以前そんな道すがら見つけたマンションの出窓の様子が良かった。
出窓を部屋の「隅っこ」ととらえている部屋の場合、物が積み上がったりしていて完全に裏方扱い。一方、ショーウィンドウとして積極的に演出している部屋ももちろんあります。
十人十色なのね、と楽しみながら眺めていると、ふと目にとまる窓が。
イタチ(たぶん)のはくせいが、阪神タイガースの帽子(もちろん小動物サイズ)をかぶって、凛とした姿で立っているではありませんか。部屋の主の絶妙なセンスにありがとう、と呟きました。
そういう「なんとなし散歩」も楽しいのですが、行くぜっとはりきって出かけるのは、展覧会や舞台、そしてライブでしょうか。
最近行ったものは当たりが多くてとても嬉しい。
コンテンポラリーダンス 「ピナ・バウシュ ヴッパタール舞踊団 【フルムーン】」

舞台という限られたスペースで表現されるコンテンポラリーダンス。人間の体の動きの不思議さと可能性、構成的な骨組みと生物の有機的で不規則なリズムの重奏、舞台装置の鮮やかな演出、どこまでもドラマチックでロマンチックな体験をさせてくれます。
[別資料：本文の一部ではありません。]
//! FIBEX Writer Library
//!
//! Serializes a FlexRay network model (ECUs, frames, signals) into a FIBEX
//! XML database built on a template document, and generates the CAPL scripts
//! that mirror channel A traffic onto channel B.
//!
//! # Architecture
//!
//! - `ids`: per-run identifier allocator (`{Category}_{n}`)
//! - `encoder`: ECU, frame and signal encoders producing detached fragments
//! - `template`: template validation, controller defaults, container access
//! - `writer`: drives the encoders and assembles the final document
//!
//! The library does NOT:
//! - Read spreadsheets (the network model is built by the caller)
//! - Validate against the FIBEX XSD
//! - Parse FIBEX back into a network model
//!
//! # Example Usage
//!
//! ```no_run
//! use fibex_writer::{ChannelSet, Ecu, FibexWriter, Frame, Network, Signal, WriterConfig};
//! use std::path::Path;
//!
//! let network = Network::new(vec![Ecu::new("BCM", ChannelSet::AB).with_frame(
//!     Frame::new("BCM_Status", 3)
//!         .startup(true)
//!         .with_signal(Signal::new("DoorOpen", "uint8", 0, 1)),
//! )]);
//!
//! let writer = FibexWriter::with_config(WriterConfig::new());
//! let stats = writer
//!     .write_file(Path::new("template.xml"), &network, Path::new("network.xml"))
//!     .unwrap();
//! println!("Wrote {}", stats);
//! ```

// Public modules
pub mod capl;
pub mod config;
pub mod encoder;
pub mod ids;
pub mod model;
pub mod template;
pub mod types;
pub mod writer;
pub mod xml;

// Re-export main types for convenience
pub use config::{DocumentOrder, WriterConfig};
pub use ids::{IdAllocator, IdCategory};
pub use model::{
    resolve_bit_position, Channel, ChannelSet, Ecu, Frame, FrameType, LinearScaling, Network, Signal,
    TextTable, TextTableEntry,
};
pub use types::{FibexError, Result, WriteStats};
pub use writer::{assemble, check_references, Assembled, FibexWriter};

// Internal modules (not exposed in public API)
mod schema;

/// Library version
pub const VERSION: &str = env!("CARGO_PKG_VERSION");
【フルムーン】はそのクオリティの高さにびっくり。鑑賞者として身をまかせつつも、つくり手の発想にくらくらしてしまいました。そしてなんといっても見逃せないのが、そのユーモア。このバランスがたまらないかんじなのです。
写真展「マリオ・ジャコメッリ展」

白と黒の強いコントラストで表現された個性的な写真。印刷業を本業とし、生涯アマチュア・カメラマンとして作品を撮り続けたマリオ・ジャコメッリ。
「また見つかった、永遠が」というパンフレットのコピーのとおり、一瞬でありながら流れ続ける時間を感じさせる不思議な写真でした。